FIGURE 1. PPARβ/δ agonist alleviates the osteoporosis phenotype in diabetic mice. (A) Schematic illustration of experimental design for PPARβ/δ agonist treatment. (B) Representative images of μCT of distal femoral tissue at the 4th and 8th week. Scale bar = 500 µm. (C) Quantitative μCT analyses of bone mineral density (BMD), bone volume/total volume (BV/TV), trabecular number (Tb.N), trabecular separation (Tb.Sp), trabecular thickness (Tb.Th), cortical bone thickness (Ct.Th), and cortical bone porosity (Ct.Po) of distal femoral tissue (n = 8). (D) Serum levels of PINP and CTX in each group. Data were expressed as mean ± SD. The p values were calculated by two-way ANOVA. (ns, not statistically significant, *p < 0.05, **p < 0.01, ***p < 0.001, ****p < 0.0001).

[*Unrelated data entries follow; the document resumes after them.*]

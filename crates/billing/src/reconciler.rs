//! Credit grants for client-submitted purchases
//!
//! The client reports a product id (and usually a transaction id) after a store
//! purchase. Nothing is credited until the purchase shows up in the provider's
//! history; the resolved transaction id then gates the grant so a replay, a second
//! device, or the matching webhook can never credit it twice.

use std::sync::Arc;

use serde::{Deserialize, Serialize};
use uuid::Uuid;

use creditline_shared::CreditTransactionType;

use crate::error::{BillingError, BillingResult};
use crate::matching::AppUserCandidates;
use crate::store::{CreditEntry, CreditResult, LedgerCommit, LedgerStore, LedgerWrite};
use crate::verifier::PurchaseVerifier;

/// A purchase as the client reports it
#[derive(Debug, Clone, Default, Serialize, Deserialize)]
#[serde(rename_all = "camelCase")]
pub struct PurchaseClaim {
    pub product_id: String,
    #[serde(default)]
    pub transaction_id: Option<String>,
    /// Provider app-user id the client purchased under, when it differs from ours
    #[serde(default)]
    pub app_user_id: Option<String>,
}

/// Result of a purchase submission
#[derive(Debug, Clone, Default, PartialEq, Eq, Serialize, Deserialize)]
#[serde(rename_all = "camelCase")]
pub struct PurchaseOutcome {
    pub success: bool,
    pub verified: bool,
    pub credits_added: i32,
    pub new_balance: i32,
    pub already_processed: bool,
    #[serde(skip_serializing_if = "Option::is_none")]
    pub error: Option<String>,
}

impl PurchaseOutcome {
    fn granted(credits_added: i32, new_balance: i32) -> Self {
        Self {
            success: true,
            verified: true,
            credits_added,
            new_balance,
            already_processed: false,
            error: None,
        }
    }

    fn already_processed(credits_added: i32, new_balance: i32) -> Self {
        Self {
            already_processed: true,
            ..Self::granted(credits_added, new_balance)
        }
    }

    fn failed(verified: bool, new_balance: i32, error: String) -> Self {
        Self {
            success: false,
            verified,
            credits_added: 0,
            new_balance,
            already_processed: false,
            error: Some(error),
        }
    }
}

/// Turns verified purchases into ledger grants
#[derive(Clone)]
pub struct CreditReconciler {
    store: Arc<dyn LedgerStore>,
    verifier: PurchaseVerifier,
}

impl CreditReconciler {
    pub fn new(store: Arc<dyn LedgerStore>, verifier: PurchaseVerifier) -> Self {
        Self { store, verifier }
    }

    /// Verify a claimed purchase and credit it at most once
    ///
    /// Errors are reserved for missing users, malformed claims and failures the
    /// caller can retry. Unverified and unmapped purchases come back as an
    /// unsuccessful [`PurchaseOutcome`] carrying a remediation hint.
    pub async fn grant_from_verified_purchase(
        &self,
        user_id: Uuid,
        claim: &PurchaseClaim,
    ) -> BillingResult<PurchaseOutcome> {
        let product_id = claim.product_id.trim();
        if product_id.is_empty() {
            return Err(BillingError::InvalidInput("productId is required".to_string()));
        }
        let transaction_id = claim
            .transaction_id
            .as_deref()
            .map(str::trim)
            .filter(|id| !id.is_empty());

        let user = self
            .store
            .get_user(user_id)
            .await?
            .ok_or_else(|| BillingError::UserNotFound(user_id.to_string()))?;

        let internal_id = user.id.to_string();
        let mut candidates = AppUserCandidates::new();
        candidates
            .push_opt(user.billing_customer_id.as_deref())
            .push_opt(claim.app_user_id.as_deref())
            .push(&internal_id);

        tracing::info!(
            user_id = %user_id,
            product_id = %product_id,
            transaction_id = ?transaction_id,
            candidates = %candidates,
            "Verifying purchase"
        );

        let verification = self
            .verifier
            .verify_candidates(&candidates, transaction_id, product_id)
            .await?;

        if !verification.verified {
            tracing::warn!(user_id = %user_id, product_id = %product_id, "Purchase could not be verified");
            return Ok(PurchaseOutcome::failed(
                false,
                user.credits,
                format!(
                    "Purchase could not be verified with the billing provider (tried app user ids: {candidates}). \
                     If you purchased under a different account, link its customer id via \
                     POST /api/subscription/customer and retry."
                ),
            ));
        }

        let Some(resolved_tx) = verification.resolved_transaction_id.clone() else {
            return Err(BillingError::InvalidResponse(
                "verified purchase has no transaction id".to_string(),
            ));
        };

        if let Some(existing) = self.store.find_transaction(user.id, &resolved_tx).await? {
            tracing::info!(
                user_id = %user_id,
                transaction_id = %resolved_tx,
                "Purchase already credited"
            );
            return Ok(PurchaseOutcome::already_processed(existing.amount, user.credits));
        }

        let mut product_ids: Vec<&str> = Vec::with_capacity(2);
        if let Some(resolved) = verification.resolved_product_id.as_deref() {
            product_ids.push(resolved);
        }
        if !product_ids.contains(&product_id) {
            product_ids.push(product_id);
        }

        let Some(package) = self.store.find_package(&product_ids).await? else {
            tracing::warn!(
                user_id = %user_id,
                product_ids = ?product_ids,
                "Verified purchase has no credit package"
            );
            return Ok(PurchaseOutcome::failed(
                true,
                user.credits,
                format!("Purchase verified but no credit package is configured for product '{product_id}'"),
            ));
        };

        let credits = package.credits_to_grant();

        // Link the provider id that verified, unless it is our own id
        let link = verification
            .app_user_id
            .filter(|id| *id != internal_id && user.billing_customer_id.is_none());

        let write = LedgerWrite::for_user(user.id)
            .credit(CreditEntry {
                kind: CreditTransactionType::Purchase,
                amount: credits,
                external_transaction_id: Some(resolved_tx.clone()),
                product_id: verification
                    .resolved_product_id
                    .clone()
                    .or_else(|| Some(product_id.to_string())),
            })
            .link_customer(link);

        let applied = match self.store.commit(write).await? {
            LedgerCommit::Applied(applied) => applied,
            LedgerCommit::DuplicateEvent => {
                return Err(BillingError::Internal(
                    "purchase commit reported a webhook duplicate".to_string(),
                ))
            }
        };

        match applied.credit {
            Some(CreditResult::Recorded(tx)) => {
                tracing::info!(
                    user_id = %user_id,
                    transaction_id = %resolved_tx,
                    package = %package.name,
                    credits_added = tx.amount,
                    new_balance = applied.user.credits,
                    "Purchase credited"
                );
                Ok(PurchaseOutcome::granted(tx.amount, applied.user.credits))
            }
            Some(CreditResult::AlreadyRecorded(tx)) => {
                // Lost the race to a concurrent submission or the webhook
                tracing::info!(
                    user_id = %user_id,
                    transaction_id = %resolved_tx,
                    "Purchase credited concurrently"
                );
                Ok(PurchaseOutcome::already_processed(tx.amount, applied.user.credits))
            }
            None => Err(BillingError::Internal(
                "purchase commit returned no ledger result".to_string(),
            )),
        }
    }
}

FIGURE 2. PPARβ/δ agonist reduces the bone loss and osteoclast activation in diabetic mice. (A) Representative images of H&E staining of distal femoral tissue sections. Scale bar = 500 µm (top), scale bar = 100 µm (bottom). (B) Representative images of TRAP staining of distal femoral tissue sections. TRAP positive cells were indicated by arrows. Scale bar = 100 µm. (C) Statistics for the number of osteoblasts and osteoclasts. Data were expressed as mean ± SD. The p values were calculated by one-way ANOVA. (ns, not statistically significant, ***p < 0.001). N. Ob/B.Pm = osteoblast number/bone perimeter, N. Oc/B.Pm = osteoclast number/bone perimeter.
PPARβ/δ Agonist has no Direct Effect on Osteoclast Differentiation in Vitro
Seizing the evidence that PPARβ/δ agonist alleviated the diabetic osteoporosis phenotypes and reduced osteoclast activity in vivo, we speculated that PPARβ/δ might directly inhibit osteoclast differentiation. Considering that high glucose environment inhibited osteoclast differentiation in vitro (Wittrant et al., 2008), we explored the regulatory effect of PPARβ/δ agonist on osteoclast differentiation under normal glucose culture. However, PPARβ/δ agonist exhibited no effect on osteoclast differentiation in vitro (Figures 3A,B). RT-PCR results showed there is no significant difference in osteoclastogenesis-related genes before and after PPARβ/δ agonist treatment (Figure 3C).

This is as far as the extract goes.